### Required action
Count every line below containing "enum"; state the number only.

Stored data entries
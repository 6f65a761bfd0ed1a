use crate::error::{ConnectionError, Result};
use hearth_model::{Event, Value};
use serde_json::Value as Json;

/// Outgoing handshake frames (§6).
pub enum ClientFrame {
    Auth { access_token: String },
    SubscribeEvents { id: u64, event_type: String },
}

impl ClientFrame {
    pub fn to_json_string(&self) -> String {
        let value = match self {
            ClientFrame::Auth { access_token } => serde_json::json!({
                "type": "auth",
                "access_token": access_token,
            }),
            ClientFrame::SubscribeEvents { id, event_type } => serde_json::json!({
                "id": id,
                "type": "subscribe_events",
                "event_type": event_type,
            }),
        };
        value.to_string()
    }
}

/// Decoded inbound envelope kinds (§4.1 "Event decoding").
pub enum ServerFrame {
    AuthOk,
    AuthInvalid { message: String },
    SubscriptionResult { id: u64, success: bool, error: Option<String> },
    Event { event_type: String, time_fired_ns: i64, data: Json },
    RegistryUpdate { event_type: String, data: Json },
    Unknown,
}

/// Parses one text frame from the upstream channel. A JSON syntax error is
/// a malformed-frame condition (logged, counted, channel stays up); it is
/// never treated as a channel-level failure.
pub fn parse_server_frame(text: &str) -> Result<ServerFrame> {
    let root: Json = serde_json::from_str(text).map_err(|e| ConnectionError::MalformedFrame(e.to_string()))?;

    let frame_type = root
        .get("type")
        .and_then(Json::as_str)
        .ok_or_else(|| ConnectionError::MalformedFrame("missing type field".to_string()))?;

    match frame_type {
        "auth_ok" => Ok(ServerFrame::AuthOk),
        "auth_invalid" => {
            let message = root
                .get("message")
                .and_then(Json::as_str)
                .unwrap_or("authentication rejected")
                .to_string();
            Ok(ServerFrame::AuthInvalid { message })
        }
        "result" => {
            let id = root
                .get("id")
                .and_then(Json::as_u64)
                .ok_or_else(|| ConnectionError::MalformedFrame("result frame missing id".to_string()))?;
            let success = root.get("success").and_then(Json::as_bool).unwrap_or(false);
            let error = root
                .get("error")
                .and_then(|e| e.get("message"))
                .and_then(Json::as_str)
                .map(|s| s.to_string());
            Ok(ServerFrame::SubscriptionResult { id, success, error })
        }
        "event" => {
            let event = root
                .get("event")
                .ok_or_else(|| ConnectionError::MalformedFrame("event frame missing event field".to_string()))?;
            let event_type = event
                .get("event_type")
                .and_then(Json::as_str)
                .ok_or_else(|| ConnectionError::MalformedFrame("event missing event_type".to_string()))?
                .to_string();
            let data = event.get("data").cloned().unwrap_or(Json::Null);

            if event_type == "device_registry_updated" || event_type == "entity_registry_updated" {
                return Ok(ServerFrame::RegistryUpdate { event_type, data });
            }

            let time_fired_ns = event
                .get("time_fired")
                .and_then(Json::as_str)
                .and_then(|s| chrono::DateTime::parse_from_rfc3339(s).ok())
                .map(|dt| dt.timestamp_nanos_opt().unwrap_or(0))
                .unwrap_or(0);

            Ok(ServerFrame::Event {
                event_type,
                time_fired_ns,
                data,
            })
        }
        _ => Ok(ServerFrame::Unknown),
    }
}

fn json_to_value(json: &Json) -> Value {
    match json {
        Json::Null => Value::String(String::new()),
        Json::Bool(b) => Value::Bool(*b),
        Json::Number(n) => {
            if let Some(i) = n.as_i64() {
                Value::Int(i)
            } else {
                Value::Float(n.as_f64().unwrap_or(0.0))
            }
        }
        Json::String(s) => Value::String(s.clone()),
        Json::Array(items) => Value::List(items.iter().map(json_to_value).collect()),
        Json::Object(map) => Value::Map(map.iter().map(|(k, v)| (k.clone(), json_to_value(v))).collect()),
    }
}

/// Decodes a `state_changed` payload into an `Event`. Other event types
/// that are neither registry updates nor `state_changed` still decode —
/// their `data` object becomes the attribute bag verbatim — since the
/// connection manager is not limited to a single subscribed event type.
pub fn decode_event(event_type: &str, time_fired_ns: i64, data: &Json) -> Option<Event> {
    let entity_id = data.get("entity_id").and_then(Json::as_str)?.to_string();
    let domain = entity_id.split('.').next().unwrap_or("unknown").to_string();

    let mut event = Event::new(domain, entity_id, event_type.to_string(), time_fired_ns);

    if let Some(new_state) = data.get("new_state") {
        if let Some(state) = new_state.get("state").and_then(Json::as_str) {
            event = event.with_attribute("state", Value::String(state.to_string()));
        }
        if let Some(attrs) = new_state.get("attributes").and_then(Json::as_object) {
            for (k, v) in attrs {
                event = event.with_attribute(k.clone(), json_to_value(v));
            }
        }
    } else if let Some(obj) = data.as_object() {
        for (k, v) in obj {
            if k != "entity_id" {
                event = event.with_attribute(k.clone(), json_to_value(v));
            }
        }
    }

    Some(event)
}

#[cfg(test)]
mod tests {
    use super::*;

    #[test]
    fn parses_auth_ok() {
        assert!(matches!(parse_server_frame(r#"{"type":"auth_ok"}"#).unwrap(), ServerFrame::AuthOk));
    }

    #[test]
    fn parses_auth_invalid_with_message() {
        let frame = parse_server_frame(r#"{"type":"auth_invalid","message":"bad token"}"#).unwrap();
        match frame {
            ServerFrame::AuthInvalid { message } => assert_eq!(message, "bad token"),
            _ => panic!("expected AuthInvalid"),
        }
    }

    #[test]
    fn parses_subscription_result() {
        let frame = parse_server_frame(r#"{"id":1,"type":"result","success":true}"#).unwrap();
        match frame {
            ServerFrame::SubscriptionResult { id, success, error } => {
                assert_eq!(id, 1);
                assert!(success);
                assert!(error.is_none());
            }
            _ => panic!("expected SubscriptionResult"),
        }
    }

    #[test]
    fn malformed_json_is_an_error_not_a_panic() {
        assert!(parse_server_frame("not json").is_err());
    }

    #[test]
    fn decodes_state_changed_event() {
        let data = serde_json::json!({
            "entity_id": "light.kitchen",
            "new_state": {"state": "on", "attributes": {"brightness": 200}},
        });
        let event = decode_event("state_changed", 1_735_689_600_000_000_000, &data).unwrap();
        assert_eq!(event.domain, "light");
        assert_eq!(event.entity_id, "light.kitchen");
        assert_eq!(event.attribute("state"), Some(&Value::String("on".to_string())));
        assert_eq!(event.attribute("brightness"), Some(&Value::Int(200)));
    }

    #[test]
    fn registry_update_routes_separately_from_events() {
        let frame = parse_server_frame(
            r#"{"id":2,"type":"event","event":{"event_type":"device_registry_updated","data":{"action":"update"}}}"#,
        )
        .unwrap();
        assert!(matches!(frame, ServerFrame::RegistryUpdate { .. }));
    }
}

### Written answer
2